Well, there are definitely a lot of ways that you can take a skaven army. The ratman certainly leave a lot of room for options. Obviously, the army book should be your first purchase, if you haven't already bought it. Battalions are also a good starting point, no matter where you want to take the army. Skaven have a lot of great looking units like Poison Wind Globadiers and Gutter Runners, but they're not necessarily the most effective on the battlefield under the current army book. 

Opponents will always fear Censer-Bearers and Jezzails, and rightly so.

Be prepared for your units to run away. A lot. 

Put together a list of what you like, and we'll be happy to critique it for ya.


----------



## davidg32 (Dec 19, 2008)

I'll be getting my hands on the army book soon enough. I like the idea of huge units of clan rats, storm vermin, plague monks, plague censor bearers, warp lock jezzails and the warlord.


----------



## squeek (Jun 8, 2008)

Welcome to the Fantasy forums David!  You seem to like most of the really good Skaven units which is always a plus, I would suggest you seriously look at slaves to hold hands with your clan rats. Slaves are fantastically cheap and make good units to shoot through!
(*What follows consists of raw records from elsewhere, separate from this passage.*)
//! Store lifecycle: initialization and sync commands.

use std::fs;

use tracing::{debug, info};

use super::Store;
use crate::core::cipher::Cipher;
use crate::core::constants;
use crate::core::domain::{Identity, StoreContext};
use crate::core::git::{Remote, VersionControl};
use crate::core::select::{self, Selector};
use crate::core::validation;
use crate::error::{CipherError, Result, StoreError};

impl Store {
    /// Initialize the directory of `ctx`.
    ///
    /// Creates the store root if needed and writes `.gitattributes` (gpg
    /// diff driver) and `.gpg-id` (the identity). Existing marker files are
    /// overwritten; password files are never touched.
    ///
    /// # Errors
    ///
    /// Returns `ValidationError` when path or identity is blank and
    /// `StoreError::NotADirectory` when the path is a file.
    pub fn init(
        ctx: StoreContext,
        cipher: Box<dyn Cipher>,
        vcs: Box<dyn VersionControl>,
    ) -> Result<Self> {
        validation::validate_field("path", &ctx.path)?;
        validation::validate_field("identity", &ctx.identity)?;

        let root = ctx.root();
        if root.exists() && !root.is_dir() {
            return Err(StoreError::NotADirectory(root.display().to_string()).into());
        }
        fs::create_dir_all(&root)?;

        fs::write(
            root.join(constants::GITATTRIBUTES_FILE),
            constants::GITATTRIBUTES,
        )?;
        fs::write(root.join(constants::GPG_ID_FILE), &ctx.identity)?;
        info!(path = %root.display(), "store initialized");

        Ok(Self::with_backends(ctx, cipher, vcs))
    }

    /// Turn the store into a git working tree for the context's remote.
    ///
    /// # Errors
    ///
    /// Returns `ValidationError::EmptyField` when remote, user or email is
    /// missing, and `SyncError` when git fails.
    pub fn init_git(&self, pull: bool) -> Result<()> {
        let url = validation::validate_field("git repository", &self.ctx.sync_remote)?;
        let user = validation::validate_field("git username", &self.ctx.sync_user)?;
        let email = validation::validate_field("git email", &self.ctx.sync_email)?;
        let branch = validation::validate_field("git branch", &self.ctx.sync_branch)?;

        let remote = Remote {
            url: &url,
            branch: &branch,
            user: &user,
            email: &email,
        };
        self.vcs.init(&self.root, &remote, pull)
    }

    /// Working tree status.
    pub fn status(&self) -> Result<String> {
        self.vcs.status(&self.root)
    }

    /// Pull the configured branch.
    pub fn pull(&self) -> Result<()> {
        self.vcs.pull(&self.root, &self.ctx.sync_branch)
    }

    /// Push the configured branch.
    pub fn push(&self) -> Result<()> {
        self.vcs.push(&self.root, &self.ctx.sync_branch)
    }

    /// Pull then push the configured branch.
    pub fn sync(&self) -> Result<()> {
        self.vcs.sync(&self.root, &self.ctx.sync_branch)
    }
}

/// Pick the identity that will encrypt the store.
///
/// A requested identity is accepted when it names one of the `available`
/// secret keys (key id or fingerprint suffix) and resolves to its key id.
/// Otherwise machine mode fails with `InvalidIdentity`, while interactive
/// mode lets the selector choose among all available keys.
pub fn choose_identity(
    available: &[Identity],
    requested: &str,
    selector: Option<&dyn Selector>,
) -> Result<String> {
    let requested = requested.trim();
    if let Some(found) = available.iter().find(|i| i.matches(requested)) {
        return Ok(found.key_id().to_string());
    }
    debug!(requested, available = available.len(), "identity not found");

    let Some(selector) = selector else {
        let shown = if requested.is_empty() {
            "no identity given".to_string()
        } else {
            requested.to_string()
        };
        return Err(CipherError::InvalidIdentity(shown).into());
    };
    if available.is_empty() {
        return Err(CipherError::InvalidIdentity("no secret keys available".to_string()).into());
    }

    let chosen = select::resolve_one(
        "identity",
        requested,
        available.to_vec(),
        |i| i.to_string(),
        Some(selector),
    )?;
    Ok(chosen.key_id().to_string())
}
Clan rats are better as medium blocks as I believe there is a restriction of the same number of other units as clan rats?


----------



## Critta (Aug 6, 2008)

Yeah - I think squeak is talking about the mainstay rule. You'll see when you get the book, but you're going to need to base your army around at least 2-3 blocks of clanrats.


----------



## Blackhiker (Dec 28, 2007)

To start off your army I would suggest getting 2 battalion boxes for a large core of clanrats, and a decent amount of plague monks for mass attack not to mention the rat ogres which are awesome. After that get a couple of characters and then whatever strikes your fancy.


----------



## Inquisitor Aurelius (Jun 9, 2008)

Kill-Kill man-things! Dwarf-things! Elf-things! For Council! For Horned Rat!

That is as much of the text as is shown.